Pink's arguments are solid, and research-based. More, I appreciate the fact that he knows that his findings and ideas don’t apply to all cases and are not the only way to achieve a degree of success; I’m tired of hyperbole (tired of hearing it, not of using it, of course…).
An excerpt from CNN’s summary of the talk:
In laboratory experiments and field studies, a band of psychologists, sociologists and economists have found that many carrot-and-stick motivators -- the elements around which we build most of our businesses and many of our schools -- can be effective, but that they work in only a surprisingly narrow band of circumstances.
For enduring motivation, the science shows, a different approach is more effective.

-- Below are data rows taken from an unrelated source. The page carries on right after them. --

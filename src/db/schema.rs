//! Schema introspection module.
//!
//! Reads `sqlite_master` and the table-valued pragma functions
//! (`pragma_table_info`, `pragma_foreign_key_list`, `pragma_index_list`,
//! `pragma_index_info`). Table names are bound as parameters, so nothing here
//! interpolates caller text into SQL.

use crate::error::{DbError, DbResult};
use crate::models::{
    ColumnDefinition, ForeignKey, ForeignKeyAction, IndexInfo, TableInfo, TableSchema, TableType,
};
use sqlx::Row;
use sqlx::sqlite::SqliteConnection;
use tracing::debug;

mod queries {
    pub const LIST_TABLES_WITH_VIEWS: &str = r#"
        SELECT name, type FROM sqlite_master
        WHERE type IN ('table', 'view')
        AND name NOT LIKE 'sqlite_%'
        ORDER BY name
        "#;

    pub const LIST_TABLES_NO_VIEWS: &str = r#"
        SELECT name, type FROM sqlite_master
        WHERE type = 'table'
        AND name NOT LIKE 'sqlite_%'
        ORDER BY name
        "#;

    pub const CREATE_SQL: &str =
        "SELECT sql FROM sqlite_master WHERE type IN ('table', 'view') AND name = ?";

    pub const TABLE_INFO: &str =
        "SELECT name, type, \"notnull\", dflt_value, pk FROM pragma_table_info(?) ORDER BY cid";

    pub const FOREIGN_KEYS: &str = "SELECT * FROM pragma_foreign_key_list(?) ORDER BY id, seq";

    pub const INDEX_LIST: &str = "SELECT name, \"unique\", origin FROM pragma_index_list(?)";

    pub const INDEX_COLUMNS: &str = "SELECT name FROM pragma_index_info(?) ORDER BY seqno";
}

/// Schema inspector for the scoped database.
pub struct SchemaInspector;

impl SchemaInspector {
    /// List user tables (and optionally views), skipping SQLite's internal objects.
    pub async fn list_tables(
        conn: &mut SqliteConnection,
        include_views: bool,
    ) -> DbResult<Vec<TableInfo>> {
        let query = if include_views {
            queries::LIST_TABLES_WITH_VIEWS
        } else {
            queries::LIST_TABLES_NO_VIEWS
        };

        let rows = sqlx::query(query).fetch_all(&mut *conn).await?;
        let tables: Vec<TableInfo> = rows
            .iter()
            .map(|row| {
                let name: String = row.get("name");
                let type_str: String = row.get("type");
                TableInfo::new(name, TableType::parse(&type_str))
            })
            .collect();

        debug!(count = tables.len(), "Listed SQLite tables");
        Ok(tables)
    }

    /// Whether a table or view with this exact name exists.
    pub async fn table_exists(conn: &mut SqliteConnection, table_name: &str) -> DbResult<bool> {
        Ok(sqlx::query(queries::CREATE_SQL)
            .bind(table_name)
            .fetch_optional(&mut *conn)
            .await?
            .is_some())
    }

    /// Columns, keys, indexes and the original `CREATE` text of one table.
    pub async fn describe_table(
        conn: &mut SqliteConnection,
        table_name: &str,
    ) -> DbResult<TableSchema> {
        let columns = fetch_columns(conn, table_name).await?;
        if columns.is_empty() {
            return Err(DbError::invalid_input(format!(
                "Table '{}' not found",
                table_name
            )));
        }

        let primary_key = columns
            .iter()
            .filter(|c| c.is_primary_key)
            .map(|c| c.name.clone())
            .collect();
        let foreign_keys = fetch_foreign_keys(conn, table_name).await?;
        let indexes = fetch_indexes(conn, table_name).await?;
        let create_sql: Option<String> = sqlx::query_scalar(queries::CREATE_SQL)
            .bind(table_name)
            .fetch_optional(&mut *conn)
            .await?
            .flatten();

        Ok(TableSchema {
            table_name: table_name.to_string(),
            columns,
            primary_key,
            foreign_keys,
            indexes,
            create_sql,
        })
    }

    /// Describe every user table.
    pub async fn describe_all(conn: &mut SqliteConnection) -> DbResult<Vec<TableSchema>> {
        let tables = Self::list_tables(conn, false).await?;
        let mut schemas = Vec::with_capacity(tables.len());
        for table in tables {
            schemas.push(Self::describe_table(conn, &table.name).await?);
        }
        Ok(schemas)
    }
}

async fn fetch_columns(
    conn: &mut SqliteConnection,
    table_name: &str,
) -> DbResult<Vec<ColumnDefinition>> {
    let rows = sqlx::query(queries::TABLE_INFO)
        .bind(table_name)
        .fetch_all(&mut *conn)
        .await?;

    Ok(rows
        .iter()
        .map(|row| {
            let name: String = row.get("name");
            let data_type: String = row.try_get("type").unwrap_or_default();
            let notnull: i64 = row.get("notnull");
            let default_value: Option<String> = row.try_get("dflt_value").ok().flatten();
            let pk: i64 = row.get("pk");

            let mut col =
                ColumnDefinition::new(name, data_type, notnull == 0).with_primary_key(pk > 0);
            if let Some(ref def) = default_value {
                col = col.with_default_str(def);
            }
            col
        })
        .collect())
}

async fn fetch_foreign_keys(
    conn: &mut SqliteConnection,
    table_name: &str,
) -> DbResult<Vec<ForeignKey>> {
    let rows = sqlx::query(queries::FOREIGN_KEYS)
        .bind(table_name)
        .fetch_all(&mut *conn)
        .await?;

    Ok(rows
        .iter()
        .map(|row| {
            let column: String = row.get("from");
            let ref_table: String = row.get("table");
            let ref_column: Option<String> = row.try_get("to").ok().flatten();
            let on_delete: String = row.try_get("on_delete").unwrap_or_default();
            let on_update: String = row.try_get("on_update").unwrap_or_default();

            ForeignKey::new(column, ref_table, ref_column)
                .with_on_delete(ForeignKeyAction::parse(&on_delete))
                .with_on_update(ForeignKeyAction::parse(&on_update))
        })
        .collect())
}

async fn fetch_indexes(conn: &mut SqliteConnection, table_name: &str) -> DbResult<Vec<IndexInfo>> {
    let idx_list = sqlx::query(queries::INDEX_LIST)
        .bind(table_name)
        .fetch_all(&mut *conn)
        .await?;

    let mut indexes = Vec::with_capacity(idx_list.len());
    for idx_row in &idx_list {
        let name: String = idx_row.get("name");
        let is_unique: i64 = idx_row.get("unique");
        let origin: String = idx_row.try_get("origin").unwrap_or_default();

        // Expression index columns have no name
        let columns: Vec<String> = sqlx::query_scalar::<_, Option<String>>(queries::INDEX_COLUMNS)
            .bind(&name)
            .fetch_all(&mut *conn)
            .await?
            .into_iter()
            .map(|c| c.unwrap_or_else(|| "<expr>".to_string()))
            .collect();

        indexes.push(
            IndexInfo::new(name, columns)
                .with_unique(is_unique != 0)
                .with_primary(origin == "pk"),
        );
    }
    Ok(indexes)
}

This approach draws not on our biological drive or our reward-and-punishment drive, but on what we might think of as our third drive: Our innate need to direct our own lives, to learn and create new things, and to do better by ourselves and our world.
In particular, high performance -- especially for the complex, conceptual tasks we're increasingly doing on the job -- depends far more on intrinsic motivators than on extrinsic ones.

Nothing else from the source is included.